• What the task requires:
Using the entries below, give the count of lines that hold "match". Say nothing besides the number.

===

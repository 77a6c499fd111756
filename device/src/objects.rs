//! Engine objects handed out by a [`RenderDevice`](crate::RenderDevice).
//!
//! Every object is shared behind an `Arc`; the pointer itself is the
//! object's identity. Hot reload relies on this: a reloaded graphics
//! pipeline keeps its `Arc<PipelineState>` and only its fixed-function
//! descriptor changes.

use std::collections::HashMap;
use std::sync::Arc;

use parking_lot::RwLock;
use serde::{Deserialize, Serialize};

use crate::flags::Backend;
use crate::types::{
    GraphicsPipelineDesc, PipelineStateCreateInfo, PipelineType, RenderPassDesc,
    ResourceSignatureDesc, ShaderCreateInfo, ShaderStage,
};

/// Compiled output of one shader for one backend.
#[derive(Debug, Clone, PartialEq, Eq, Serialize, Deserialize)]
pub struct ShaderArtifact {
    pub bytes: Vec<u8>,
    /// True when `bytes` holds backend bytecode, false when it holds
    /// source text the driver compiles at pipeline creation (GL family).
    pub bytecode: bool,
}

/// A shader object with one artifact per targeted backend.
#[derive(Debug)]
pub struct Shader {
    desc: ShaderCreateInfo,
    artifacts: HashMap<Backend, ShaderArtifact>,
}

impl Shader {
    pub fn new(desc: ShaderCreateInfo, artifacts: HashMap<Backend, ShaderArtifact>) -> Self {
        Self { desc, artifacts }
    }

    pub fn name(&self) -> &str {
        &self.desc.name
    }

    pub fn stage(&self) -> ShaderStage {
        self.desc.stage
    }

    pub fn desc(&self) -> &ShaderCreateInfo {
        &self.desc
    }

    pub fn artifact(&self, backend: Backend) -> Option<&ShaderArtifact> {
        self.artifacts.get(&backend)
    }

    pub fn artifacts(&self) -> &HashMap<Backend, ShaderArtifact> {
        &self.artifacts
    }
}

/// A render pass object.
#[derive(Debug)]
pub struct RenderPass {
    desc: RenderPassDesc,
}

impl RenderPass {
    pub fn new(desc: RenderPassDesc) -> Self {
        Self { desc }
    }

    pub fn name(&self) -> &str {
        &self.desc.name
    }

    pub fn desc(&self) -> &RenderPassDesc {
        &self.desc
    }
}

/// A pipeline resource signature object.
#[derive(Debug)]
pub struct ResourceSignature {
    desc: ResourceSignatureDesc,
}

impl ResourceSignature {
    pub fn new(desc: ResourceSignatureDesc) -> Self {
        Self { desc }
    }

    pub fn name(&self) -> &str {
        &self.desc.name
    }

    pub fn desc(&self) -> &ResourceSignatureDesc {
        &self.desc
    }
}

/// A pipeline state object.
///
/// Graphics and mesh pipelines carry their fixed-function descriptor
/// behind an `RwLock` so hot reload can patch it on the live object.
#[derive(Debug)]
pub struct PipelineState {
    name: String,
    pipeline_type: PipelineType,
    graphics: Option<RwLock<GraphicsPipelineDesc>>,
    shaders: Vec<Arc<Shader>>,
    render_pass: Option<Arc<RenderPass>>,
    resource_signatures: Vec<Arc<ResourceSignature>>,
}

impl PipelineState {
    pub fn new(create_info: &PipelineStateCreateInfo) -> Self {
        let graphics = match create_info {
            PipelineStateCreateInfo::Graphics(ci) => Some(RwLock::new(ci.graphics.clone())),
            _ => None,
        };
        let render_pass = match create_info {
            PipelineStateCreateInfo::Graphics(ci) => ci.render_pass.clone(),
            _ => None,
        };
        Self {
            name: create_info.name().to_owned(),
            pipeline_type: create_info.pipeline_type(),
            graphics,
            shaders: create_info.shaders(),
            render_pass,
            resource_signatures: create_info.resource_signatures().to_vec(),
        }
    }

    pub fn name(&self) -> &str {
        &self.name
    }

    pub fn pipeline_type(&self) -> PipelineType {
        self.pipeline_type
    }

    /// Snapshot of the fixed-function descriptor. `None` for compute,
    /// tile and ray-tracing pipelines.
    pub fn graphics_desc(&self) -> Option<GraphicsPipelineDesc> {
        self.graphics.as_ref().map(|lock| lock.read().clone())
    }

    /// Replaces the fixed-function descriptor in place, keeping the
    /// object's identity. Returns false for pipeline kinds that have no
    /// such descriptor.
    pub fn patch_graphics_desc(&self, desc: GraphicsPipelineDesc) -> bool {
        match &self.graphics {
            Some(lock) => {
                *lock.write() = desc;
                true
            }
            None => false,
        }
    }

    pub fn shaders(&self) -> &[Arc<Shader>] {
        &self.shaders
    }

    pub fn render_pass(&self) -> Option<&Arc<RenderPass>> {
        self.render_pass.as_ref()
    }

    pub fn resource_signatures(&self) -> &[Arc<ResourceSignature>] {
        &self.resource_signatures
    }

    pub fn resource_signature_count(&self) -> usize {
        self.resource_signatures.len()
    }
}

===

• Answer area:
3